Rants & Rambles
5 - Invention and Consequences
When I was in grade school, I loved to read biography and dramatized history - "You are There" type of stories, in which a couple of kids live through an important event. Among the heroes and happenings considered important enough for such books were inventors and the act of invention. Thomas Edison, Robert Fulton, Henry Ford, the Wright Brothers, Eli Whitney, George Washington Carver - folks like these made for great reading. They were people with a dream, who rose from obscure beginnings and overcame technical, financial, and social challenges to win out in the end. They and their inventions changed the course of history.
The books always ended shortly after the moment of the Great Invention. In some cases, there was a final wrap-up chapter, in which we learned a little of the inventor's later successes in life and esteemed old age (or, in Fulton's case, the tragedy of an early death in the midst of great success). Nowhere was there a description of the long-term effects of the invention, particularly not the long-term detrimental effects. These books were based firmly in the belief that innovation and invention are the acme of human endeavor. They had no concern for unintended consequences.
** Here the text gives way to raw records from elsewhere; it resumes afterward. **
//! Workspace Provisioning
//!
//! `runq workspace new` creates a workspace, waits for the controller to
//! report it ready and writes the environment marker so later launches from
//! the same directory default to it. A workspace that never becomes ready is
//! deleted again unless cleanup is disabled.

use crate::config::EnvironmentMarker;
use crate::error::LaunchError;
use controller::crds::condition;
use controller::crds::{
    Workspace, WorkspaceCacheSpec, WorkspaceSpec, WorkspaceVcsSpec, CONDITION_HEALTHY,
    CONDITION_READY,
};
use futures::{Stream, StreamExt};
use kube::api::{Api, DeleteParams, PostParams};
use kube::runtime::{watcher, WatchStreamExt};
use kube::{Client, ResourceExt};
use std::future::Future;
use std::path::Path;
use std::time::Duration;
use tokio::time::Instant;
use tokio_util::sync::CancellationToken;
use tracing::{debug, info, instrument, warn};

/// Settings for a new workspace
#[derive(Debug, Clone)]
pub struct NewWorkspace {
    pub name: String,
    pub namespace: String,

    /// Cache volume size; the CRD default applies when unset
    pub cache_size: Option<String>,

    /// Storage class for the cache volume. `Some("")` is kept as is, which
    /// disables dynamic provisioning.
    pub storage_class: Option<String>,

    pub service_account: Option<String>,
    pub secret: Option<String>,
    pub privileged_commands: Vec<String>,
    pub repository: Option<String>,
    pub branch: Option<String>,
    pub working_dir: Option<String>,

    /// Time allowed before the controller stamps any condition
    pub reconcile_timeout: Duration,

    /// Time allowed for the workspace to become ready
    pub ready_timeout: Duration,

    /// Delete the workspace again if it fails to become ready
    pub cleanup: bool,
}

impl NewWorkspace {
    pub fn new(name: impl Into<String>, namespace: impl Into<String>) -> Self {
        Self {
            name: name.into(),
            namespace: namespace.into(),
            cache_size: None,
            storage_class: None,
            service_account: None,
            secret: None,
            privileged_commands: Vec::new(),
            repository: None,
            branch: None,
            working_dir: None,
            reconcile_timeout: Duration::from_secs(10),
            ready_timeout: Duration::from_secs(60),
            cleanup: true,
        }
    }

    pub fn build(&self) -> Workspace {
        let mut cache = WorkspaceCacheSpec::default();
        if let Some(size) = &self.cache_size {
            cache.size = size.clone();
        }
        cache.storage_class = self.storage_class.clone();

        let mut workspace = Workspace::new(
            &self.name,
            WorkspaceSpec {
                cache,
                service_account_name: self.service_account.clone(),
                secret_name: self.secret.clone(),
                privileged_commands: self.privileged_commands.clone(),
                vcs: WorkspaceVcsSpec {
                    repository: self.repository.clone(),
                    branch: self.branch.clone(),
                    working_dir: self.working_dir.clone(),
                },
            },
        );
        workspace.metadata.namespace = Some(self.namespace.clone());
        workspace
    }

    fn marker(&self) -> EnvironmentMarker {
        EnvironmentMarker {
            namespace: self.namespace.clone(),
            workspace: self.name.clone(),
        }
    }
}

/// Create the workspace, wait for it and record it in `dir`'s marker file
#[instrument(skip(client, spec, cancel), fields(workspace = %spec.name, namespace = %spec.namespace))]
pub async fn provision(
    client: &Client,
    spec: &NewWorkspace,
    dir: &Path,
    cancel: &CancellationToken,
) -> Result<(), LaunchError> {
    let api: Api<Workspace> = Api::namespaced(client.clone(), &spec.namespace);

    api.create(&PostParams::default(), &spec.build())
        .await
        .map_err(|source| LaunchError::Admission {
            resource: format!("Workspace/{}", spec.name),
            source,
        })?;
    info!("Created workspace {}/{}", spec.namespace, spec.name);

    let events = watcher(
        api.clone(),
        watcher::Config::default().fields(&format!("metadata.name={}", spec.name)),
    )
    .default_backoff()
    .applied_objects();

    let result = match wait_until_ready(events, spec.reconcile_timeout, spec.ready_timeout, cancel).await {
        Ok(()) => spec
            .marker()
            .write(dir)
            .map(|path| info!("Wrote {}", path.display()))
            .map_err(LaunchError::from),
        Err(err) => Err(err),
    };

    let name = spec.name.clone();
    finish_or_clean_up(result, spec.cleanup, || async move {
        api.delete(&name, &DeleteParams::default()).await.map(|_| ())
    })
    .await
}

/// Pass a successful result through; on failure delete the workspace first
/// when cleanup is enabled. A failed delete is logged, never returned.
pub async fn finish_or_clean_up<F, Fut>(
    result: Result<(), LaunchError>,
    cleanup: bool,
    delete: F,
) -> Result<(), LaunchError>
where
    F: FnOnce() -> Fut,
    Fut: Future<Output = Result<(), kube::Error>>,
{
    let Err(err) = result else {
        return Ok(());
    };

    if !cleanup {
        warn!("Leaving workspace in place after failure");
        return Err(err);
    }

    match delete().await {
        Ok(()) => info!("Deleted workspace after failure"),
        Err(delete_err) => warn!(error = %delete_err, "Failed to delete workspace after failure"),
    }
    Err(err)
}

/// Follow the workspace until it reports `Ready=True`.
///
/// The reconcile deadline applies until the controller stamps any condition;
/// the ready deadline counts from the start. `Healthy=False` is fatal.
pub async fn wait_until_ready<S>(
    events: S,
    reconcile_timeout: Duration,
    ready_timeout: Duration,
    cancel: &CancellationToken,
) -> Result<(), LaunchError>
where
    S: Stream<Item = Result<Workspace, watcher::Error>>,
{
    let mut events = std::pin::pin!(events);
    let started = Instant::now();
    let mut acknowledged = false;

    loop {
        let deadline = if acknowledged {
            started + ready_timeout
        } else {
            started + reconcile_timeout.min(ready_timeout)
        };

        tokio::select! {
            biased;
            () = cancel.cancelled() => return Err(LaunchError::Cancelled),
            () = tokio::time::sleep_until(deadline) => {
                return Err(if acknowledged {
                    LaunchError::WorkspaceReadyTimeout(ready_timeout)
                } else {
                    LaunchError::ReconcileTimeout(reconcile_timeout)
                });
            }
            event = events.next() => match event {
                Some(Ok(workspace)) => {
                    let conditions = workspace.conditions();
                    if !conditions.is_empty() && !acknowledged {
                        debug!("Workspace {} acknowledged by controller", workspace.name_any());
                        acknowledged = true;
                    }

                    if condition::is_false_for(conditions, CONDITION_HEALTHY) {
                        let message = condition::find(conditions, CONDITION_HEALTHY)
                            .map(|c| c.message().to_string())
                            .unwrap_or_default();
                        return Err(LaunchError::WorkspaceUnhealthy {
                            workspace: workspace.name_any(),
                            message,
                        });
                    }

                    if condition::is_true_for(conditions, CONDITION_READY) {
                        info!("Workspace {} is ready", workspace.name_any());
                        return Ok(());
                    }
                }
                Some(Err(err)) => return Err(err.into()),
                None => return Err(LaunchError::WatchClosed("workspace")),
            },
        }
    }
}

#[cfg(test)]
mod tests {
    use super::*;
    use controller::crds::condition::Condition;
    use controller::crds::{
        WorkspaceStatus, REASON_ALL_RESOURCES_FOUND, REASON_MISSING_RESOURCE,
        REASON_RESOURCES_ENSURED,
    };
    use std::sync::atomic::{AtomicBool, Ordering};

    fn workspace(conditions: Vec<Condition>) -> Result<Workspace, watcher::Error> {
        let mut ws = Workspace::new("networking", WorkspaceSpec::default());
        ws.status = Some(WorkspaceStatus {
            queue: vec![],
            conditions,
        });
        Ok(ws)
    }

    fn healthy() -> Condition {
        Condition::new(CONDITION_HEALTHY, true, REASON_ALL_RESOURCES_FOUND, "")
    }

    fn ready() -> Condition {
        Condition::new(CONDITION_READY, true, REASON_RESOURCES_ENSURED, "")
    }

    const RECONCILE: Duration = Duration::from_secs(10);
    const READY: Duration = Duration::from_secs(60);

    #[test]
    fn build_applies_cache_and_credentials() {
        let mut spec = NewWorkspace::new("networking", "team-a");
        spec.cache_size = Some("999Gi".into());
        spec.storage_class = Some("fast".into());
        spec.service_account = Some("terraform".into());
        spec.secret = Some("cloud-creds".into());
        spec.privileged_commands = vec!["apply".into(), "destroy".into()];
        spec.working_dir = Some("infra".into());

        let ws = spec.build();
        assert_eq!(ws.metadata.namespace.as_deref(), Some("team-a"));
        assert_eq!(ws.spec.cache.size, "999Gi");
        assert_eq!(ws.spec.cache.storage_class.as_deref(), Some("fast"));
        assert_eq!(ws.spec.service_account_name.as_deref(), Some("terraform"));
        assert_eq!(ws.spec.secret_name.as_deref(), Some("cloud-creds"));
        assert_eq!(ws.spec.privileged_commands, vec!["apply", "destroy"]);
        assert_eq!(ws.spec.vcs.working_dir.as_deref(), Some("infra"));
    }

    #[test]
    fn build_keeps_defaults_and_explicit_empty_storage_class() {
        let ws = NewWorkspace::new("networking", "default").build();
        assert_eq!(ws.spec.cache.size, "1Gi");
        assert!(ws.spec.cache.storage_class.is_none());

        let mut spec = NewWorkspace::new("networking", "default");
        spec.storage_class = Some(String::new());
        assert_eq!(spec.build().spec.cache.storage_class.as_deref(), Some(""));
    }

    #[tokio::test(start_paused = true)]
    async fn ready_workspace_finishes_wait() {
        let events = futures::stream::iter(vec![
            workspace(vec![]),
            workspace(vec![healthy()]),
            workspace(vec![healthy(), ready()]),
        ])
        .chain(futures::stream::pending());

        let result = wait_until_ready(events, RECONCILE, READY, &CancellationToken::new()).await;
        assert!(result.is_ok());
    }

    #[tokio::test(start_paused = true)]
    async fn missing_prerequisite_is_fatal() {
        let events = futures::stream::iter(vec![workspace(vec![Condition::new(
            CONDITION_HEALTHY,
            false,
            REASON_MISSING_RESOURCE,
            "Missing: Secret/cloud-creds",
        )])])
        .chain(futures::stream::pending());

        let err = wait_until_ready(events, RECONCILE, READY, &CancellationToken::new())
            .await
            .unwrap_err();
        assert!(matches!(
            err,
            LaunchError::WorkspaceUnhealthy { message, .. } if message.contains("Secret/cloud-creds")
        ));
    }

    #[tokio::test(start_paused = true)]
    async fn absent_controller_hits_reconcile_timeout() {
        let events = futures::stream::iter(vec![workspace(vec![])]).chain(futures::stream::pending());

        let err = wait_until_ready(events, RECONCILE, READY, &CancellationToken::new())
            .await
            .unwrap_err();
        assert!(matches!(err, LaunchError::ReconcileTimeout(d) if d == RECONCILE));
    }

    #[tokio::test(start_paused = true)]
    async fn acknowledged_but_never_ready_hits_ready_timeout() {
        let events =
            futures::stream::iter(vec![workspace(vec![healthy()])]).chain(futures::stream::pending());

        let err = wait_until_ready(events, RECONCILE, READY, &CancellationToken::new())
            .await
            .unwrap_err();
        assert!(matches!(err, LaunchError::WorkspaceReadyTimeout(d) if d == READY));
    }

    #[tokio::test]
    async fn failure_deletes_workspace_when_cleanup_enabled() {
        let deleted = AtomicBool::new(false);
        let result = finish_or_clean_up(Err(LaunchError::ReconcileTimeout(RECONCILE)), true, || async {
            deleted.store(true, Ordering::SeqCst);
            Ok(())
        })
        .await;

        assert!(matches!(result, Err(LaunchError::ReconcileTimeout(_))));
        assert!(deleted.load(Ordering::SeqCst));
    }

    #[tokio::test]
    async fn failure_keeps_workspace_without_cleanup() {
        let deleted = AtomicBool::new(false);
        let result = finish_or_clean_up(Err(LaunchError::ReconcileTimeout(RECONCILE)), false, || async {
            deleted.store(true, Ordering::SeqCst);
            Ok(())
        })
        .await;

        assert!(result.is_err());
        assert!(!deleted.load(Ordering::SeqCst));
    }

    #[tokio::test]
    async fn success_never_deletes() {
        let deleted = AtomicBool::new(false);
        let result = finish_or_clean_up(Ok(()), true, || async {
            deleted.store(true, Ordering::SeqCst);
            Ok(())
        })
        .await;

        assert!(result.is_ok());
        assert!(!deleted.load(Ordering::SeqCst));
    }
}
"Men of Vision" are Sometimes Blind to Reality
This is not surprising, given the historical context. These men lived at the height of the Industrial Revolution and the westward expansion of the U.S., a time when most heroes were portrayed as idealistic yet pragmatic individuals. The inventor/entrepreneur was, after all, a combination of pioneer, technologist, and industrialist. A crackpot and loner, perhaps, but also a genius, with great determination and courage of conviction. It's a myth that has stayed with us, even into the 21st Century.
I think it's fair to say that none of these inventive heroes had anything in their minds other than using technology to improve the lot of humanity, while building fame and fortune at the same time. For some of them, the fame or the fortune may have been the most important goal, but none of them would have suffered the tribulations reported in those books merely for compliments or a quick buck. The process was never quick, seldom glorious, and always difficult; it was the intellectual quest that kept them going.
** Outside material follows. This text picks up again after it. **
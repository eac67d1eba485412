pub mod controller;
pub mod pod;
pub mod templates;

pub use controller::{plan_run, reconcile_run, RunPlan, WorkspaceLookup};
Like most "men of vision," their dreams obscured their vision of reality. They may have foreseen some of the side effects of their creations, but they were able to rationalize the losses as being minor compared to the benefits, or as easy to fix once the Grand Invention was up and running.
Take the Automobile...
Take the automobile: it was an idea whose time had come. Many people other than Ford had been working on self-propelled individual transportation devices for quite some time. He just happened to be at the right juncture of technology and economy. He not only invented a horseless carriage, he developed new ways to finance, manufacture, and market it. And the public was ready for it, from him and several dozen other entrepreneurs. They put their horses out to pasture, set aside their bicycles, and lined up to buy Tin Lizzies.
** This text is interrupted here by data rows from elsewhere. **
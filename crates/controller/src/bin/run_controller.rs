/*
 * runq - Controller Service
 * Copyright (C) 2025 runq team
 *
 * This program is free software: you can redistribute it and/or modify
 * it under the terms of the GNU Affero General Public License as published
 * by the Free Software Foundation, either version 3 of the License, or
 * (at your option) any later version.
 *
 * This program is distributed in the hope that it will be useful,
 * but WITHOUT ANY WARRANTY; without even the implied warranty of
 * MERCHANTABILITY or FITNESS FOR A PARTICULAR PURPOSE. See the
 * GNU Affero General Public License for more details.
 *
 * You should have received a copy of the GNU Affero General Public License
 * along with this program. If not, see <https://www.gnu.org/licenses/>.
 */

//! Controller Service - Kubernetes controller for `Workspace` and `Run` CRDs
//!
//! - Keeps one ordered queue of runs per workspace
//! - Creates the execution pod for the run at the head of each queue
//! - Serves `/health` and `/ready` for kubelet probes

use axum::{extract::State, http::StatusCode, response::Json, routing::get, Router};
use clap::{Parser, Subcommand};
use controller::crds::{Run, Workspace};
use controller::tasks::{config::ControllerConfig, run_controllers};
use kube::CustomResourceExt;
use serde_json::{json, Value};
use std::path::Path;
use std::sync::atomic::{AtomicBool, Ordering};
use std::sync::Arc;
use std::time::Duration;
use tokio::signal;
use tower::ServiceBuilder;
use tower_http::{
    timeout::TimeoutLayer,
    trace::{DefaultMakeSpan, DefaultOnRequest, DefaultOnResponse, TraceLayer},
};
use tracing::{error, info, warn, Level};
use tracing_subscriber::{layer::SubscriberExt, util::SubscriberInitExt};

#[derive(Parser)]
#[command(name = "runq-controller")]
#[command(about = "Schedules runq runs onto their workspaces", long_about = None)]
#[command(version)]
struct Cli {
    /// Namespace to watch
    #[arg(long, env = "NAMESPACE", default_value = "default")]
    namespace: String,

    /// Controller configuration file
    #[arg(long, env = "CONTROLLER_CONFIG_PATH", default_value = "/config/config.yaml")]
    config: String,

    /// Address for the health server
    #[arg(long, env = "HEALTH_ADDR", default_value = "0.0.0.0:8080")]
    listen: String,

    #[command(subcommand)]
    command: Option<Commands>,
}

#[derive(Subcommand)]
enum Commands {
    /// Print the CustomResourceDefinitions as YAML
    Crdgen,
}

#[derive(Clone)]
struct AppState {
    controllers_running: Arc<AtomicBool>,
}

#[tokio::main]
async fn main() -> anyhow::Result<()> {
    let cli = Cli::parse();

    if let Some(Commands::Crdgen) = cli.command {
        print!("{}", serde_yaml::to_string(&Workspace::crd())?);
        println!("---");
        print!("{}", serde_yaml::to_string(&Run::crd())?);
        return Ok(());
    }

    tracing_subscriber::registry()
        .with(
            tracing_subscriber::EnvFilter::try_from_default_env()
                .unwrap_or_else(|_| "info".into()),
        )
        .with(tracing_subscriber::fmt::layer())
        .init();

    info!(
        "Starting runq Controller Service v{}",
        env!("CARGO_PKG_VERSION")
    );

    let client = kube::Client::try_default().await?;
    info!("Connected to Kubernetes cluster");

    let controller_config = load_controller_config(&cli.config);
    let state = AppState {
        controllers_running: Arc::new(AtomicBool::new(true)),
    };

    let controller_handle = {
        let running = state.controllers_running.clone();
        let namespace = cli.namespace.clone();
        tokio::spawn(async move {
            if let Err(e) = run_controllers(client, namespace, controller_config).await {
                error!("Controller error: {}", e);
            }
            running.store(false, Ordering::SeqCst);
        })
    };

    let app = Router::new()
        .route("/health", get(health_check))
        .route("/ready", get(readiness_check))
        .layer(
            ServiceBuilder::new()
                .layer(
                    TraceLayer::new_for_http()
                        .make_span_with(DefaultMakeSpan::new().level(Level::DEBUG))
                        .on_request(DefaultOnRequest::new().level(Level::DEBUG))
                        .on_response(DefaultOnResponse::new().level(Level::DEBUG)),
                )
                .layer(TimeoutLayer::new(Duration::from_secs(10))),
        )
        .with_state(state);

    let listener = tokio::net::TcpListener::bind(&cli.listen).await?;
    info!("Controller HTTP server listening on {}", cli.listen);

    axum::serve(listener, app)
        .with_graceful_shutdown(shutdown_signal())
        .await?;

    controller_handle.abort();
    info!("Controller service stopped");

    Ok(())
}

async fn health_check() -> Json<Value> {
    Json(json!({
        "status": "healthy",
        "service": "runq-controller",
        "version": env!("CARGO_PKG_VERSION")
    }))
}

async fn readiness_check(State(state): State<AppState>) -> Result<Json<Value>, StatusCode> {
    if !state.controllers_running.load(Ordering::SeqCst) {
        return Err(StatusCode::SERVICE_UNAVAILABLE);
    }
    Ok(Json(json!({
        "status": "ready",
        "service": "runq-controller",
        "version": env!("CARGO_PKG_VERSION")
    })))
}

fn load_controller_config(config_path: &str) -> ControllerConfig {
    if !Path::new(config_path).exists() {
        info!("No configuration at {}, using defaults", config_path);
        return ControllerConfig::default();
    }

    match ControllerConfig::from_mounted_file(config_path) {
        Ok(cfg) => {
            info!("Loaded controller configuration from {}", config_path);
            cfg
        }
        Err(err) => {
            warn!(
                "Failed to load configuration from {}: {}. Using defaults.",
                config_path, err
            );
            ControllerConfig::default()
        }
    }
}

async fn shutdown_signal() {
    let ctrl_c = async {
        if let Err(e) = signal::ctrl_c().await {
            error!("Failed to install Ctrl+C handler: {}", e);
            std::future::pending::<()>().await;
        }
    };

    #[cfg(unix)]
    let terminate = async {
        match signal::unix::signal(signal::unix::SignalKind::terminate()) {
            Ok(mut sigterm) => {
                sigterm.recv().await;
            }
            Err(e) => {
                error!("Failed to install SIGTERM handler: {}", e);
                std::future::pending::<()>().await;
            }
        }
    };

    #[cfg(not(unix))]
    let terminate = std::future::pending::<()>();

    tokio::select! {
        () = ctrl_c => {
            info!("Received Ctrl+C, shutting down gracefully");
        },
        () = terminate => {
            info!("Received SIGTERM, shutting down gracefully");
        },
    }
}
...and Suffer the Consequences
The results were rapid and amazing. Car dealerships sprang up across the country, and with them came gas stations. The oil industry blossomed. People began to spread out. The suburb became a viable concept, then an inevitability. Roads grew into highways, then freeways, then interstates. Grocery stores became supermarkets. Merchants moved to shopping centers in the suburbs, to be near the people. Then they moved to malls outside the suburbs, because the people could drive to them. Small retailers merged, or were gobbled up, because malls required high rents. Village centers became retail ghost towns. Big box retailers siphoned money from local economies, forced independent competitors out of business, and - with no viable competition to force the managers into fairness - shortchanged their employees' wages and benefits, dumped their U.S. suppliers in favor of cheap foreign goods produced by underpaid foreign workers, and pocketed the savings.
The oil industry continued to blossom. All those cars drank gasoline like water, and farted polluted exhaust in similar quantities. Storm runoff carried spilled gas and oil into the watershed. SMOG became an everyday word. "Pure" bottled water became a hot commodity. Health costs spiraled.
High speed overpowered autos became the number one cause of death among 17- to 35-year-old males. In 2002, 38,000 people died and 2.9 million were injured in auto accidents. Again, health costs spiraled.
The oil industry continued to blossom, but oil began to run out. Finding it took more time, more effort, more money, and reached into regions that the public didn't want to see reached. Politicians got involved. The U.S. and its allies were forced into untenable political situations by OPEC. We backed despots because we thought they would leave our oil companies alone; then declared war on them when they threatened to nationalize, or turn off the pump, or sell their oil for Euros instead of greenbacks. Pundits argued over how much we had left: a few decades' worth, or just a few years? Oil costs spiraled.
Sales of gas-guzzlers plummeted. The auto industry reeled. General Motors announced it was getting rid of 26,000 workers (though how many of those were in top management was left unsaid). The national economy cringed as it prepared to absorb that many unemployment claims.
Who Could Have Guessed?
Surely Henry Ford could not have foreseen most of this. Just as Thomas Edison couldn't have foreseen that overhead high-tension power lines would generate electromagnetic fields that could cause childhood leukemia. Nor could George Washington Carver have foreseen that peanut farmers would pour tons of pesticides and herbicides into the southern ecosystem, and into our stomachs.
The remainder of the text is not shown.